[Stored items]

::::

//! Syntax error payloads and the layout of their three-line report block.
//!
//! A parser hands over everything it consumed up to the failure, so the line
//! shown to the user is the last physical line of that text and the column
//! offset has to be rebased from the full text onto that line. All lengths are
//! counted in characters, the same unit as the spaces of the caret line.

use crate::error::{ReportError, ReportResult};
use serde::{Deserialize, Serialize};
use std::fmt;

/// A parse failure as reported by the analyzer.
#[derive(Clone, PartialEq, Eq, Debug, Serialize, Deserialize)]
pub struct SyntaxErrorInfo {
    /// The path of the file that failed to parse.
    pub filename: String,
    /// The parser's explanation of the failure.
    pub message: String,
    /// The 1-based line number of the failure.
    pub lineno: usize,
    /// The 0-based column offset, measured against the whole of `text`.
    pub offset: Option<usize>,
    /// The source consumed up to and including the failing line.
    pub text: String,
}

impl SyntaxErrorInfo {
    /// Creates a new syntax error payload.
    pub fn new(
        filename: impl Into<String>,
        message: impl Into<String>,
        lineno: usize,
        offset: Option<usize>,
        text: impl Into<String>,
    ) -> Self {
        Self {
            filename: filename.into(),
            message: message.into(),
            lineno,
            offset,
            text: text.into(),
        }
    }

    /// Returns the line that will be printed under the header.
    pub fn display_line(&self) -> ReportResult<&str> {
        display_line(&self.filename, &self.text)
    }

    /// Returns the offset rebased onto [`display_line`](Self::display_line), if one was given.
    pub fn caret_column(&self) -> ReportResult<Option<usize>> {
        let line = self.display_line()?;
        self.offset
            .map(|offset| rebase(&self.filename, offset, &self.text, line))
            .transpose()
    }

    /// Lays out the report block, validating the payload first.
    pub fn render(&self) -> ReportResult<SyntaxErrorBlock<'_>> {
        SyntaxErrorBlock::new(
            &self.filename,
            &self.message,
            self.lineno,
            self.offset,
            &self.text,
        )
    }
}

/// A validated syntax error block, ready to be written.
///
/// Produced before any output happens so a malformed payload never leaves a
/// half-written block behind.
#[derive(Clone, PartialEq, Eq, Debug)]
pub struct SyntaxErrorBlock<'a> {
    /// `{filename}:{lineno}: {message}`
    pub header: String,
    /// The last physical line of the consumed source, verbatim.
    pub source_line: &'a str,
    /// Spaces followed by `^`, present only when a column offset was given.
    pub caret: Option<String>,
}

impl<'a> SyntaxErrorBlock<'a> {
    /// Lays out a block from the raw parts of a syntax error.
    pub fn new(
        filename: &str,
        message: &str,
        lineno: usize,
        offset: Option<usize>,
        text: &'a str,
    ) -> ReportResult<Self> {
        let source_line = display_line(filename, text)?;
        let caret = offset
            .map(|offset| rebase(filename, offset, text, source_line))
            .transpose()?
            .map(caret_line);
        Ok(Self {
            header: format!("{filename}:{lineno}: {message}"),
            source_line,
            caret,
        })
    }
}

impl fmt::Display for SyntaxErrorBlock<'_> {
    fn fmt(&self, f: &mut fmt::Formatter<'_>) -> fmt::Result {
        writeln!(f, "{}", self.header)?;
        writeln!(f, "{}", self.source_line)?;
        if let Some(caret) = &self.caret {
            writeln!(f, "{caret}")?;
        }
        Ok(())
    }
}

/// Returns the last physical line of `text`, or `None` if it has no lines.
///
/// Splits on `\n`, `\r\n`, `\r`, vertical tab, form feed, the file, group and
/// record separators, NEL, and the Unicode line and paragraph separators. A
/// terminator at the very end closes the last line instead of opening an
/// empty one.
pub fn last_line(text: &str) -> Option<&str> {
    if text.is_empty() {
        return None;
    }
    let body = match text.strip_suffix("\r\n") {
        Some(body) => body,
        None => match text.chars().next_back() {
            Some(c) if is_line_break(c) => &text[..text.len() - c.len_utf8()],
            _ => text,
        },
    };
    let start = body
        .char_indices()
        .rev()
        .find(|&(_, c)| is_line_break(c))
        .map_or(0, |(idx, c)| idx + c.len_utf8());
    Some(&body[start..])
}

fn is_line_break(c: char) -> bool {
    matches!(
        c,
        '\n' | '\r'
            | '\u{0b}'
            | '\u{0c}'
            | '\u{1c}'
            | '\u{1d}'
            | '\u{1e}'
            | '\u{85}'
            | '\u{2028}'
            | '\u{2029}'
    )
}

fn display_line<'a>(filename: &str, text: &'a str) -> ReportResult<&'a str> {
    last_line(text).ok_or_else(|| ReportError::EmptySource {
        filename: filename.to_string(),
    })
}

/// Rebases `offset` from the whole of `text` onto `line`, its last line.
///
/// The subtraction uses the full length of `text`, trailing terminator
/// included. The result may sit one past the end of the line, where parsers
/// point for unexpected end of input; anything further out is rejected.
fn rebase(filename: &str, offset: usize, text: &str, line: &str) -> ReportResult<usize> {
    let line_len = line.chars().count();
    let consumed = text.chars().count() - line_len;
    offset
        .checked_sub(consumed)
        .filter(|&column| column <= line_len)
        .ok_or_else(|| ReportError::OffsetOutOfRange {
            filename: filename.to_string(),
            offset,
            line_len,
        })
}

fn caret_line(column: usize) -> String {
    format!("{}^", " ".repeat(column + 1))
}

::::

* **EXERCISE DIRECTIONS**: What this exercise asks for is every line of the data above with the word "body".

* **RESULT OF THE EXERCISE**:
    let body = match text.strip_suffix("\r\n") {
        Some(body) => body,
    let start = body
    Some(&body[start..])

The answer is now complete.